Ubiquitin is conjugated to its target protein in most cases by the formation of an isopeptide bond between its carboxyl group of glycine 76 (the carboxy terminus) and the epsilon amino group of one or more lysine residues or N‐terminal amino group of the target protein (Hershko and Ciechanover, 1998; Ciechanover and Ben‐Saadon, 2004). Many, but not all, of such modified proteins are subsequently degraded by the proteasome (Weissman, 2001). Paip2 has four lysine residues (Figure 3C), which could be potential targets for ubiquitination. To examine the role of Paip2 lysine residues in ubiquitin‐directed degradation, either wild‐type (WT) Paip2 or a mutant, in which all four lysines were mutated to arginines (4KR), were expressed in HeLa cells. After incubation for 24 h to allow for expression of Paip2 proteins, cells were re‐transfected with siRNAs for PABP, and harvested 24 h later. Paip2 mutant (4KR) levels were markedly increased (46‐fold) in the PABP‐depleted cells as compared to WT Paip2 reaching 46% level of untransfected cells (Figure 3C). Thus, lysine residues play an important role in the ubiquitin‐mediated degradation of Paip2.

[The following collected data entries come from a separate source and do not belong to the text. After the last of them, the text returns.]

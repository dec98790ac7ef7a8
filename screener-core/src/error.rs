//! Error taxonomy shared by every layer of the engine.

use thiserror::Error;

/// Errors surfaced by indicators, strategies and the config resolver.
#[derive(Debug, Clone, PartialEq, Error)]
pub enum ScreenError {
    #[error("insufficient data: need at least {required} bars, got {actual}")]
    InsufficientData { required: usize, actual: usize },

    #[error("invalid config: {0}")]
    InvalidConfig(String),

    #[error("strategy '{strategy}' has no preset named '{preset}'")]
    UnsupportedPreset { strategy: String, preset: String },

    #[error("unsupported strategy: {0}")]
    UnsupportedStrategy(String),

    #[error("invalid series for '{code}': {reason}")]
    InvalidSeries { code: String, reason: String },

    #[error("no fundamentals available for '{0}'")]
    MissingFundamentals(String),
}

impl ScreenError {
    pub(crate) fn invalid(msg: impl Into<String>) -> Self {
        Self::InvalidConfig(msg.into())
    }

    /// Fail with `InsufficientData` when `actual < required`.
    pub fn require(required: usize, actual: usize) -> Result<(), Self> {
        if actual < required {
            Err(Self::InsufficientData { required, actual })
        } else {
            Ok(())
        }
    }
}

#[cfg(test)]
mod tests {
    use super::*;

    #[test]
    fn require_passes_at_boundary() {
        assert!(ScreenError::require(20, 20).is_ok());
        assert_eq!(
            ScreenError::require(20, 10),
            Err(ScreenError::InsufficientData {
                required: 20,
                actual: 10
            })
        );
    }

    #[test]
    fn messages_name_the_preset() {
        let err = ScreenError::UnsupportedPreset {
            strategy: "turtle".into(),
            preset: "moon".into(),
        };
        assert_eq!(err.to_string(), "strategy 'turtle' has no preset named 'moon'");
    }
}
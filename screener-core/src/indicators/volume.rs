//! Volume moving average.

use super::check_period;
use super::sma::rolling_mean;
use crate::domain::Bar;
use crate::error::ScreenError;

pub fn volume_ma(bars: &[Bar], period: usize) -> Result<Vec<f64>, ScreenError> {
    check_period(period, period, bars.len())?;
    let volumes: Vec<f64> = bars.iter().map(|b| b.volume).collect();
    Ok(rolling_mean(&volumes, period))
}

/// Mean volume of the `period` bars strictly before `index`.
///
/// Strategies compare today's volume against this baseline so the spike
/// itself does not inflate the average.
pub fn prior_volume_mean(bars: &[Bar], index: usize, period: usize) -> Result<f64, ScreenError> {
    check_period(period, period + 1, index + 1)?;
    let window = &bars[index - period..index];
    Ok(window.iter().map(|b| b.volume).sum::<f64>() / period as f64)
}
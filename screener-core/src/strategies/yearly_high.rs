//! Yearly high — whether the latest bar sets a new calendar-year high.

use chrono::{Datelike, NaiveDate};
use serde::{Deserialize, Serialize};
use tracing::debug;

use super::{checked_latest, tail, ResultHeader, Strategy, StrategyResult};
use crate::config::{ensure, StrategyKind, ValidateConfig};
use crate::domain::{Bar, SecuritySeries, StrategySignal};
use crate::error::ScreenError;

#[derive(Debug, Clone, PartialEq, Serialize, Deserialize)]
#[serde(default, deny_unknown_fields)]
pub struct YearlyHighConfig {
    /// Only the latest bar may set the high. When false, any of the last
    /// `recent_days` bars may.
    pub check_today_only: bool,
    pub recent_days: usize,
}

impl Default for YearlyHighConfig {
    fn default() -> Self {
        Self {
            check_today_only: true,
            recent_days: 1,
        }
    }
}

impl ValidateConfig for YearlyHighConfig {
    fn validate(&self) -> Result<(), ScreenError> {
        ensure(self.recent_days > 0, "recent_days must be > 0")
    }
}

#[derive(Debug, Clone, PartialEq, Serialize, Deserialize)]
pub struct YearlyHighResult {
    #[serde(flatten)]
    pub header: ResultHeader,
    pub previous_high: f64,
    pub previous_high_date: NaiveDate,
    /// Bars between the previous high and the latest bar.
    pub days_since_previous_high: usize,
    pub is_yearly_high: bool,
    pub year_start_date: NaiveDate,
    pub trading_days_in_year: usize,
}

#[derive(Debug, Clone)]
pub struct YearlyHighStrategy {
    config: YearlyHighConfig,
}

impl YearlyHighStrategy {
    pub fn new(config: YearlyHighConfig) -> Result<Self, ScreenError> {
        config.validate()?;
        Ok(Self { config })
    }

    pub fn config(&self) -> &YearlyHighConfig {
        &self.config
    }

    fn excluded(&self) -> usize {
        if self.config.check_today_only {
            1
        } else {
            self.config.recent_days
        }
    }
}

impl Strategy for YearlyHighStrategy {
    fn kind(&self) -> StrategyKind {
        StrategyKind::YearlyHigh
    }

    fn required_bars(&self) -> usize {
        1
    }

    fn analyze(&self, series: &SecuritySeries) -> Result<StrategyResult, ScreenError> {
        let latest = checked_latest(series, self.required_bars())?;
        let year = latest.date.year();
        let year_start_date = NaiveDate::from_ymd_opt(year, 1, 1).ok_or_else(|| {
            ScreenError::InvalidSeries {
                code: series.code.clone(),
                reason: format!("no January 1st for year {year}"),
            }
        })?;

        let first_in_year = series.bars.partition_point(|b| b.date < year_start_date);
        let year_bars = &series.bars[first_in_year..];
        let trading_days_in_year = year_bars.len();

        // With too few bars to exclude anything, the whole year is the reference.
        let excluded = self.excluded();
        let reference = if trading_days_in_year > excluded {
            &year_bars[..trading_days_in_year - excluded]
        } else {
            year_bars
        };
        let (high_idx, high_bar) = reference
            .iter()
            .enumerate()
            .fold(None::<(usize, &Bar)>, |best, (i, b)| match best {
                Some((_, top)) if top.high >= b.high => best,
                _ => Some((i, b)),
            })
            .ok_or(ScreenError::InsufficientData {
                required: 1,
                actual: 0,
            })?;
        let previous_high = high_bar.high;

        let is_yearly_high = if self.config.check_today_only {
            latest.high >= previous_high
        } else {
            tail(year_bars, self.config.recent_days)
                .iter()
                .any(|b| b.high >= previous_high)
        };
        let days_since_previous_high = trading_days_in_year - high_idx - 1;

        let (signal, strength) = if is_yearly_high {
            (StrategySignal::Buy, 100.0)
        } else {
            (StrategySignal::Sell, 0.0)
        };

        debug!(
            code = %series.code,
            previous_high,
            is_yearly_high,
            trading_days_in_year,
            "yearly high evaluated"
        );

        let description = format!(
            "{} {year}: close {:.2}, previous high {previous_high:.2} on {}",
            if is_yearly_high { "new high for" } else { "no new high for" },
            latest.close,
            high_bar.date
        );
        Ok(StrategyResult::YearlyHigh(YearlyHighResult {
            header: ResultHeader::new(series, latest, signal, strength, 3, description),
            previous_high,
            previous_high_date: high_bar.date,
            days_since_previous_high,
            is_yearly_high,
            year_start_date,
            trading_days_in_year,
        }))
    }
}

#[cfg(test)]
mod tests {
    use super::*;
    use crate::indicators::make_bars;

    fn analyze(config: YearlyHighConfig, bars: Vec<Bar>) -> YearlyHighResult {
        match YearlyHighStrategy::new(config)
            .unwrap()
            .analyze(&SecuritySeries::new("600036.SH", bars))
            .unwrap()
        {
            StrategyResult::YearlyHigh(r) => r,
            other => panic!("unexpected {:?}", other.kind()),
        }
    }

    /// Bars dated from 2023-12-28 so the first four fall in the prior year.
    fn across_new_year(closes: &[f64]) -> Vec<Bar> {
        let start = NaiveDate::from_ymd_opt(2023, 12, 28).unwrap();
        let mut bars = make_bars(closes);
        for (i, b) in bars.iter_mut().enumerate() {
            b.date = start + chrono::Duration::days(i as i64);
        }
        bars
    }

    #[test]
    fn breakout_above_the_year_high_is_buy() {
        let mut bars = across_new_year(&[50.0, 50.0, 50.0, 50.0, 10.0, 12.0, 11.0, 13.0]);
        bars[4].open = 10.0;
        bars[4].high = 11.0;
        let r = analyze(YearlyHighConfig::default(), bars);
        // the 2023 bars at 50 do not count
        assert_eq!(r.trading_days_in_year, 4);
        assert_eq!(r.year_start_date, NaiveDate::from_ymd_opt(2024, 1, 1).unwrap());
        assert!(r.is_yearly_high);
        assert_eq!(r.header.signal_strength, 100);
        assert_eq!(r.header.strategy_signal, StrategySignal::Buy);
        assert_eq!(r.header.risk_level, 3);
    }

    #[test]
    fn pullback_is_sell() {
        let r = analyze(YearlyHighConfig::default(), make_bars(&[10.0, 14.0, 12.0, 11.0]));
        assert!(!r.is_yearly_high);
        assert_eq!(r.previous_high, 15.0);
        assert_eq!(r.days_since_previous_high, 2);
        assert_eq!(r.header.strategy_signal, StrategySignal::Sell);
        assert_eq!(r.header.signal_strength, 0);
    }

    #[test]
    fn recent_window_catches_an_earlier_breakout() {
        let mut bars = make_bars(&[10.0, 11.0, 10.5, 14.0, 13.0]);
        bars[4].open = 13.2;
        bars[4].high = 13.5;
        let today_only = analyze(YearlyHighConfig::default(), bars.clone());
        assert!(!today_only.is_yearly_high);
        let recent = analyze(
            YearlyHighConfig {
                check_today_only: false,
                recent_days: 2,
            },
            bars,
        );
        assert!(recent.is_yearly_high);
    }

    #[test]
    fn tied_highs_keep_the_earliest() {
        // highs 11, 15, 15, 15 before the latest bar
        let r = analyze(YearlyHighConfig::default(), make_bars(&[10.0, 14.0, 13.0, 14.0, 12.0]));
        assert_eq!(r.previous_high, 15.0);
        assert_eq!(r.previous_high_date, NaiveDate::from_ymd_opt(2024, 1, 3).unwrap());
        assert_eq!(r.days_since_previous_high, 3);
        assert!(r.is_yearly_high);
    }

    #[test]
    fn single_bar_is_its_own_reference() {
        let r = analyze(YearlyHighConfig::default(), make_bars(&[10.0]));
        assert!(r.is_yearly_high);
        assert_eq!(r.days_since_previous_high, 0);
    }

    #[test]
    fn zero_recent_days_is_rejected() {
        let config = YearlyHighConfig {
            check_today_only: false,
            recent_days: 0,
        };
        assert!(YearlyHighStrategy::new(config).is_err());
    }
}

PABP depletion stimulates Paip2 ubiquitination
To determine directly whether ubiquitin is conjugated to Paip2, histidine‐tagged ubiquitin (His‐Ub) (Treier et al, 1994) was expressed in HeLa cells. After incubation for 24 h to allow for expression of His‐Ub proteins, cells were re‐transfected with siRNA against PABP. At 24 h following transfection, cells were treated with the proteasome inhibitor MG132 for 6 h prior to lysis. Paip2 ubiquitination was measured by capturing His‐Ub from cell extracts with TALON metal affinity resin under denaturing conditions, and detecting ubiquitinated Paip2 by an anti‐Paip2 antibody. This assay revealed a stronger ubiquitination of Paip2 (that barely entered the gel) in PABP‐depleted cells (Figure 4). These results indicate that endogenous Paip2 is polyubiquitinated in response to PABP depletion prior to its degradation by the proteasome.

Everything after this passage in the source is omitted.